Hello, i just upgrade from 5.0.9 to 5.1.3 (in docker), all went fine, but one event definition don’t work with error:
" Aggregation search failed
Event definition Total IP counter (637209c90320b33a82b4d4f0) failed: OpenSearch exception [type=too_many_buckets_exception, reason=Trying to create too many buckets. Must be less than or equal to: [100000] but was [100001]. This limit can be set by changing the [search.max_buckets] cluster level setting.].
"
This definition just get all messages from web-server for last 5 minutes, group it by remote_addr and calculate Count, if Count of some ip address more that limit, then HTTP notification happens.
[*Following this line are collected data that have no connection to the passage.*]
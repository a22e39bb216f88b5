/*
 * vSMTP mail transfer agent
 * Copyright (C) 2022 viridIT SAS
 *
 * This program is free software: you can redistribute it and/or modify it under
 * the terms of the GNU General Public License as published by the Free Software
 * Foundation, either version 3 of the License, or any later version.
 *
 * This program is distributed in the hope that it will be useful, but WITHOUT
 * ANY WARRANTY; without even the implied warranty of MERCHANTABILITY or FITNESS
 * FOR A PARTICULAR PURPOSE.  See the GNU General Public License for more details.
 *
 * You should have received a copy of the GNU General Public License along with
 * this program. If not, see https://www.gnu.org/licenses/.
 *
*/
#![allow(clippy::unnecessary_wraps)]

use super::{Disposition, HandlerContext};
use listd_common::{mail::parse_address_list, metadata::keys, Body, Mail, Metadata};
use listd_mlist::{MailingList, NonmemberAction};

const APPROVAL_HEADERS: [&str; 3] = ["Approved", "Approve", "X-Approved"];

/// Headers asking for reading receipts or carrying a password.
const CLEANSED_HEADERS: [&str; 8] = [
    "Approved",
    "Approve",
    "X-Approved",
    "Urgent",
    "Return-Receipt-To",
    "Disposition-Notification-To",
    "X-Confirm-Reading-To",
    "X-PMRQC",
];

/// The first non blank line of a text body, if it is an approval line.
fn body_approval(mail: &Mail) -> Option<String> {
    let Body::Text(text) = &mail.body else {
        return None;
    };
    let line = text.lines().find(|line| !line.trim().is_empty())?;
    let (name, value) = line.split_once(':')?;
    APPROVAL_HEADERS
        .iter()
        .any(|header| header.eq_ignore_ascii_case(name.trim()))
        .then(|| value.trim().to_string())
}

fn strip_body_approval(mail: &mut Mail) {
    if let Body::Text(text) = &mut mail.body {
        let mut lines = text.lines().skip_while(|line| line.trim().is_empty());
        lines.next();
        let rest = lines
            .skip_while(|line| line.trim().is_empty())
            .map(|line| format!("{line}\n"))
            .collect::<String>();
        *text = rest;
    }
}

/// A valid moderator password in an approval header, or in the first line of
/// the body, marks the post as approved. The password is removed.
pub fn approve(
    _: &mut HandlerContext<'_>,
    list: &mut MailingList,
    mail: &mut Mail,
    metadata: &mut Metadata,
) -> anyhow::Result<Disposition> {
    let from_header = APPROVAL_HEADERS
        .iter()
        .find_map(|name| mail.get_header(name).map(str::to_string));

    let password = match from_header {
        Some(password) => {
            for name in APPROVAL_HEADERS {
                mail.remove_header(name);
            }
            Some(password)
        }
        None => body_approval(mail).map(|password| {
            strip_body_approval(mail);
            password
        }),
    };

    if let Some(password) = password {
        if list.check_mod_password(&password) {
            metadata.insert(keys::APPROVED, true);
        } else {
            tracing::info!(list = %list.name, "Post with a bad approval password.");
        }
    }
    Ok(Disposition::Continue)
}

pub fn emergency(
    _: &mut HandlerContext<'_>,
    list: &mut MailingList,
    _: &mut Mail,
    metadata: &mut Metadata,
) -> anyhow::Result<Disposition> {
    Ok(if list.posting.emergency && !metadata.flag(keys::APPROVED) {
        Disposition::Hold("Emergency hold of all list traffic is active".to_string())
    } else {
        Disposition::Continue
    })
}

/// Apply the non member policy.
pub fn moderate(
    _: &mut HandlerContext<'_>,
    list: &mut MailingList,
    mail: &mut Mail,
    metadata: &mut Metadata,
) -> anyhow::Result<Disposition> {
    if metadata.flag(keys::APPROVED) {
        return Ok(Disposition::Continue);
    }
    let sender = mail.sender().map(|address| address.email);
    if sender.as_deref().map_or(false, |sender| {
        list.is_member(sender) || list.is_owner(sender) || list.is_moderator(sender)
    }) {
        return Ok(Disposition::Continue);
    }

    Ok(match list.posting.nonmember_action {
        NonmemberAction::Accept => Disposition::Continue,
        NonmemberAction::Hold => {
            Disposition::Hold("Post by non-member to a members-only list".to_string())
        }
        NonmemberAction::Reject => Disposition::Reject(format!(
            "You are not allowed to post to the {} mailing list, and your message has\n\
             been automatically rejected.\n",
            list.name
        )),
        NonmemberAction::Discard => Disposition::Discard,
    })
}

/// Hold the posts too big or with too many recipients.
pub fn hold(
    _: &mut HandlerContext<'_>,
    list: &mut MailingList,
    mail: &mut Mail,
    metadata: &mut Metadata,
) -> anyhow::Result<Disposition> {
    if metadata.flag(keys::APPROVED) {
        return Ok(Disposition::Continue);
    }
    let posting = &list.posting;

    let recipients = mail
        .get_all_headers("To")
        .into_iter()
        .chain(mail.get_all_headers("Cc"))
        .map(|value| parse_address_list(value).len())
        .sum::<usize>();
    if posting.max_num_recipients != 0 && recipients >= posting.max_num_recipients {
        return Ok(Disposition::Hold(format!(
            "Too many recipients to the message: {recipients}"
        )));
    }

    let size = mail.size() as u64;
    if posting.max_message_size_kb != 0 && size > posting.max_message_size_kb * 1024 {
        return Ok(Disposition::Hold(format!(
            "Message body is too big: {size} bytes with a limit of {} KB",
            posting.max_message_size_kb
        )));
    }
    Ok(Disposition::Continue)
}

pub fn cleanse(
    _: &mut HandlerContext<'_>,
    _: &mut MailingList,
    mail: &mut Mail,
    _: &mut Metadata,
) -> anyhow::Result<Disposition> {
    for name in CLEANSED_HEADERS {
        mail.remove_header(name);
    }
    Ok(Disposition::Continue)
}
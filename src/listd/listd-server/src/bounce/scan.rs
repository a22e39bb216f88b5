/*
 * vSMTP mail transfer agent
 * Copyright (C) 2022 viridIT SAS
 *
 * This program is free software: you can redistribute it and/or modify it under
 * the terms of the GNU General Public License as published by the Free Software
 * Foundation, either version 3 of the License, or any later version.
 *
 * This program is distributed in the hope that it will be useful, but WITHOUT
 * ANY WARRANTY; without even the implied warranty of MERCHANTABILITY or FITNESS
 * FOR A PARTICULAR PURPOSE.  See the GNU General Public License for more details.
 *
 * You should have received a copy of the GNU General Public License along with
 * this program. If not, see https://www.gnu.org/licenses/.
 *
*/
//! Find who a bounce is about.

use listd_common::{mail::parse_address_list, Body, Mail};
use listd_mlist::MailingList;

/// Headers where the MTAs put the envelope recipient of a bounce.
const RECIPIENT_HEADERS: [&str; 4] = ["To", "Delivered-To", "Envelope-To", "Apparently-To"];

/// The part after `<list>-bounces+` in the local part of the first recipient
/// header address of the list.
fn tagged_locals(list: &MailingList, mail: &Mail) -> Vec<String> {
    let prefix = format!("{}-bounces+", list.name);
    RECIPIENT_HEADERS
        .iter()
        .flat_map(|name| mail.get_all_headers(name))
        .flat_map(parse_address_list)
        .filter_map(|address| {
            let local = address.local_part().to_string();
            local
                .get(..prefix.len())
                .filter(|head| head.eq_ignore_ascii_case(&prefix))
                .map(|_| local[prefix.len()..].to_string())
        })
        .collect()
}

/// The member address encoded in a VERP bounce address
/// `<list>-bounces+<local>=<domain>@<host>`.
#[must_use]
pub fn verp(list: &MailingList, mail: &Mail) -> Option<String> {
    tagged_locals(list, mail).into_iter().find_map(|tag| {
        let (local, domain) = tag.rsplit_once('=')?;
        (!local.is_empty() && !domain.is_empty()).then(|| format!("{local}@{domain}"))
    })
}

/// The token of a probe bounce `<list>-bounces+<40 hex digits>@<host>`.
#[must_use]
pub fn probe_token(list: &MailingList, mail: &Mail) -> Option<String> {
    tagged_locals(list, mail)
        .into_iter()
        .find(|tag| tag.len() == 40 && tag.chars().all(|c| c.is_ascii_hexdigit()))
        .map(|tag| tag.to_lowercase())
}

fn collect_delivery_status<'a>(mail: &'a Mail, out: &mut Vec<&'a str>) {
    match &mail.body {
        Body::Text(text) if mail.content_type().0 == "message/delivery-status" => out.push(text),
        Body::Multipart { parts, .. } => {
            for part in parts {
                collect_delivery_status(part, out);
            }
        }
        _ => {}
    }
}

/// The failed recipients of a delivery status notification (RFC 3464).
#[must_use]
pub fn dsn(mail: &Mail) -> Vec<String> {
    let mut reports = vec![];
    collect_delivery_status(mail, &mut reports);

    let mut failed = Vec::<String>::new();
    for report in reports {
        for block in report.split("\n\n") {
            let mut action = None;
            let mut recipient = None;
            for line in block.lines() {
                let Some((name, value)) = line.split_once(':') else {
                    continue;
                };
                match name.trim().to_ascii_lowercase().as_str() {
                    "action" => action = Some(value.trim().to_ascii_lowercase()),
                    "final-recipient" => recipient = Some(value.trim().to_string()),
                    "original-recipient" if recipient.is_none() => {
                        recipient = Some(value.trim().to_string());
                    }
                    _ => {}
                }
            }

            let (Some(action), Some(recipient)) = (action, recipient) else {
                continue;
            };
            if action != "failed" {
                continue;
            }
            let address = recipient
                .split_once(';')
                .map_or(recipient.as_str(), |(_, address)| address)
                .trim()
                .trim_start_matches('<')
                .trim_end_matches('>')
                .to_string();
            if !address.is_empty() && !failed.iter().any(|known| known.eq_ignore_ascii_case(&address)) {
                failed.push(address);
            }
        }
    }
    failed
}

#[cfg(test)]
mod tests {
    use super::*;
    use pretty_assertions::assert_eq;

    fn list() -> MailingList {
        MailingList::new("test", "lists.testserver.com")
    }

    fn bounce_to(header: &str, to: &str) -> Mail {
        Mail::text(
            vec![
                ("From".to_string(), "MAILER-DAEMON@mx.domain.tld".to_string()),
                (header.to_string(), to.to_string()),
            ],
            "bounced\n",
        )
    }

    #[rstest::rstest]
    #[case("To", "test-bounces+user=domain.tld@lists.testserver.com", Some("user@domain.tld"))]
    #[case("Delivered-To", "<Test-Bounces+a.b=c.d@lists.testserver.com>", Some("a.b@c.d"))]
    #[case("To", "other-bounces+user=domain.tld@lists.testserver.com", None)]
    #[case("To", "test-bounces@lists.testserver.com", None)]
    #[case("To", "test-bounces+=domain.tld@lists.testserver.com", None)]
    fn verp_addresses(#[case] header: &str, #[case] to: &str, #[case] expected: Option<&str>) {
        assert_eq!(verp(&list(), &bounce_to(header, to)).as_deref(), expected);
    }

    #[test]
    fn probe_tokens() {
        let token = "0123456789abcdef0123456789abcdef01234567";
        let mail = bounce_to("To", &format!("test-bounces+{token}@lists.testserver.com"));
        assert_eq!(probe_token(&list(), &mail).as_deref(), Some(token));
        assert_eq!(verp(&list(), &mail), None);

        let mail = bounce_to("To", "test-bounces+user=domain.tld@lists.testserver.com");
        assert_eq!(probe_token(&list(), &mail), None);
    }

    #[test]
    fn delivery_status() {
        let mail = listd_test::mail::local_dsn("test-bounces@lists.testserver.com", "gone@domain.tld");
        assert_eq!(dsn(&mail), vec!["gone@domain.tld".to_string()]);

        let reparsed = Mail::parse(&mail.to_string()).unwrap();
        assert_eq!(dsn(&reparsed), vec!["gone@domain.tld".to_string()]);
    }

    #[test]
    fn delayed_is_not_failed() {
        let status = Mail::text(
            vec![("Content-Type".to_string(), "message/delivery-status".to_string())],
            "Reporting-MTA: dns; mx\n\n\
             Final-Recipient: rfc822; <late@domain.tld>\nAction: delayed\n\n\
             Original-Recipient: rfc822; gone@domain.tld\nAction: Failed\n\n\
             Final-Recipient: rfc822; gone@domain.tld\nAction: failed\n",
        );
        let mail = Mail::multipart("report", vec![], vec![status]);
        assert_eq!(dsn(&mail), vec!["gone@domain.tld".to_string()]);
    }
}
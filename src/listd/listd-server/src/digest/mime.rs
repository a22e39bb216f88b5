/*
 * vSMTP mail transfer agent
 * Copyright (C) 2022 viridIT SAS
 *
 * This program is free software: you can redistribute it and/or modify it under
 * the terms of the GNU General Public License as published by the Free Software
 * Foundation, either version 3 of the License, or any later version.
 *
 * This program is distributed in the hope that it will be useful, but WITHOUT
 * ANY WARRANTY; without even the implied warranty of MERCHANTABILITY or FITNESS
 * FOR A PARTICULAR PURPOSE.  See the GNU General Public License for more details.
 *
 * You should have received a copy of the GNU General Public License along with
 * this program. If not, see https://www.gnu.org/licenses/.
 *
*/
use super::Issue;
use listd_common::Mail;

fn text_part(description: &str, text: &str) -> Mail {
    Mail::text(
        vec![
            (
                "Content-Type".to_string(),
                "text/plain; charset=\"us-ascii\"".to_string(),
            ),
            ("Content-Description".to_string(), description.to_string()),
        ],
        text,
    )
}

/// `multipart/mixed` digest: masthead, optional header, table of contents,
/// the posts in a `multipart/digest` part, optional footer.
pub fn build(issue: &Issue<'_>, messages: &[Mail]) -> Mail {
    let mut parts = vec![text_part(&issue.id(), &issue.masthead())];

    if let Some(header) = &issue.list.digest.header {
        parts.push(text_part("Digest Header", header));
    }
    parts.push(text_part(
        &format!("Today's Topics ({} messages)", messages.len()),
        &issue.toc(messages),
    ));
    parts.push(Mail::multipart(
        "digest",
        vec![],
        messages.iter().cloned().map(Mail::rfc822).collect(),
    ));
    if let Some(footer) = &issue.list.digest.footer {
        parts.push(text_part("Digest Footer", footer));
    }

    Mail::multipart("mixed", issue.headers(), parts)
}

#[cfg(test)]
mod tests {
    use super::*;
    use listd_mlist::MailingList;
    use pretty_assertions::assert_eq;

    #[test]
    fn layout() {
        let mut list = MailingList::new("test", "lists.testserver.com");
        list.digest.footer = Some("bye\n".to_string());
        let issue = Issue {
            list: &list,
            volume: 2,
            number: 5,
        };
        let messages = vec![
            listd_test::mail::local_post("test", "a@domain.tld", "one"),
            listd_test::mail::local_post("test", "b@domain.tld", "two"),
        ];

        let digest = build(&issue, &messages);
        assert_eq!(digest.subject(), Some("test Digest, Vol 2, Issue 5"));
        assert_eq!(digest.get_header("From"), Some("test-request@lists.testserver.com"));

        let descriptions = digest
            .parts()
            .iter()
            .map(|part| part.get_header("Content-Description").unwrap_or("-"))
            .collect::<Vec<_>>();
        assert_eq!(
            descriptions,
            vec![
                "test Digest, Vol 2, Issue 5",
                "Today's Topics (2 messages)",
                "-",
                "Digest Footer"
            ]
        );

        let reparsed = Mail::parse(&digest.to_string()).unwrap();
        assert_eq!(reparsed.parts()[2].parts().len(), 2);
    }
}
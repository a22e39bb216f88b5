/*
 * vSMTP mail transfer agent
 * Copyright (C) 2022 viridIT SAS
 *
 * This program is free software: you can redistribute it and/or modify it under
 * the terms of the GNU General Public License as published by the Free Software
 * Foundation, either version 3 of the License, or any later version.
 *
 * This program is distributed in the hope that it will be useful, but WITHOUT
 * ANY WARRANTY; without even the implied warranty of MERCHANTABILITY or FITNESS
 * FOR A PARTICULAR PURPOSE.  See the GNU General Public License for more details.
 *
 * You should have received a copy of the GNU General Public License along with
 * this program. If not, see https://www.gnu.org/licenses/.
 *
*/
use crate::runner::Dispose;
use listd_common::{metadata::keys, utils, Mail, Metadata, QueueName};
use listd_config::Config;
use lqueue::Switchboard;

/// Moves the entries of the `retry` queue back to `out` once their
/// `deliver_after` time has passed.
pub struct RetryRunner {
    out: Switchboard,
}

impl RetryRunner {
    /// # Errors
    ///
    /// * the `out` queue could not be opened
    pub fn new(config: &Config) -> anyhow::Result<Self> {
        Ok(Self {
            out: Switchboard::open(config, QueueName::Out)?,
        })
    }
}

impl Dispose for RetryRunner {
    fn dispose(&mut self, mail: &mut Mail, metadata: &mut Metadata) -> anyhow::Result<bool> {
        let due = metadata
            .get_f64(keys::DELIVER_AFTER)
            .map_or(true, |after| after <= utils::now_epoch());
        if !due {
            return Ok(true);
        }
        self.out.enqueue(mail, metadata)?;
        Ok(false)
    }
}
It definition works normally on previous versions of GL, and i don’t changed my openserver version ( 2.8.0)
Default value of search.max_buckets is 65535, i try to increase it to 100000, but it don’t help. BTW, i don’t cleary understand, is it safely to increase it at all.
NOT source: myhostname1 AND NOT remote_addr:_IP_ AND NOT remote_addr: _IP_ AND NOT remote_addr:_IP_ AND NOT remote_addr:_IP_ AND NOT remote_addr:_IP_ AND NOT remote_addr:_IP_AND NOT remote_addr:_IP_ AND NOT remote_addr:_IP_ AND NOT remote_addr:_IP_ AND NOT source:myhostname2 AND NOT source: myhostname3 AND NOT _exists_: nginx_error
IP - is different ip addresses that i want to remove from search
myhostnameX - is hostnames of another whitelisted servers
Oh, then
Group by Field(s)
remote_addr
Create Events if
count(remote_addr) **>** 600
Your aggregation is too complex, which results in too many buckets.
If you cannot simplify the logic, I would try creating a pipeline rule which performs that check and marks each message with a boolean flag. Then aggregate based on the value of that flag.
I understand, that something wrong with my query. Strange that the same query works normal in manual search.
I don’t ever think that exclude some documents by value of one-two field would be too complex ^(
And if i understand right, the issue on the opensearch side?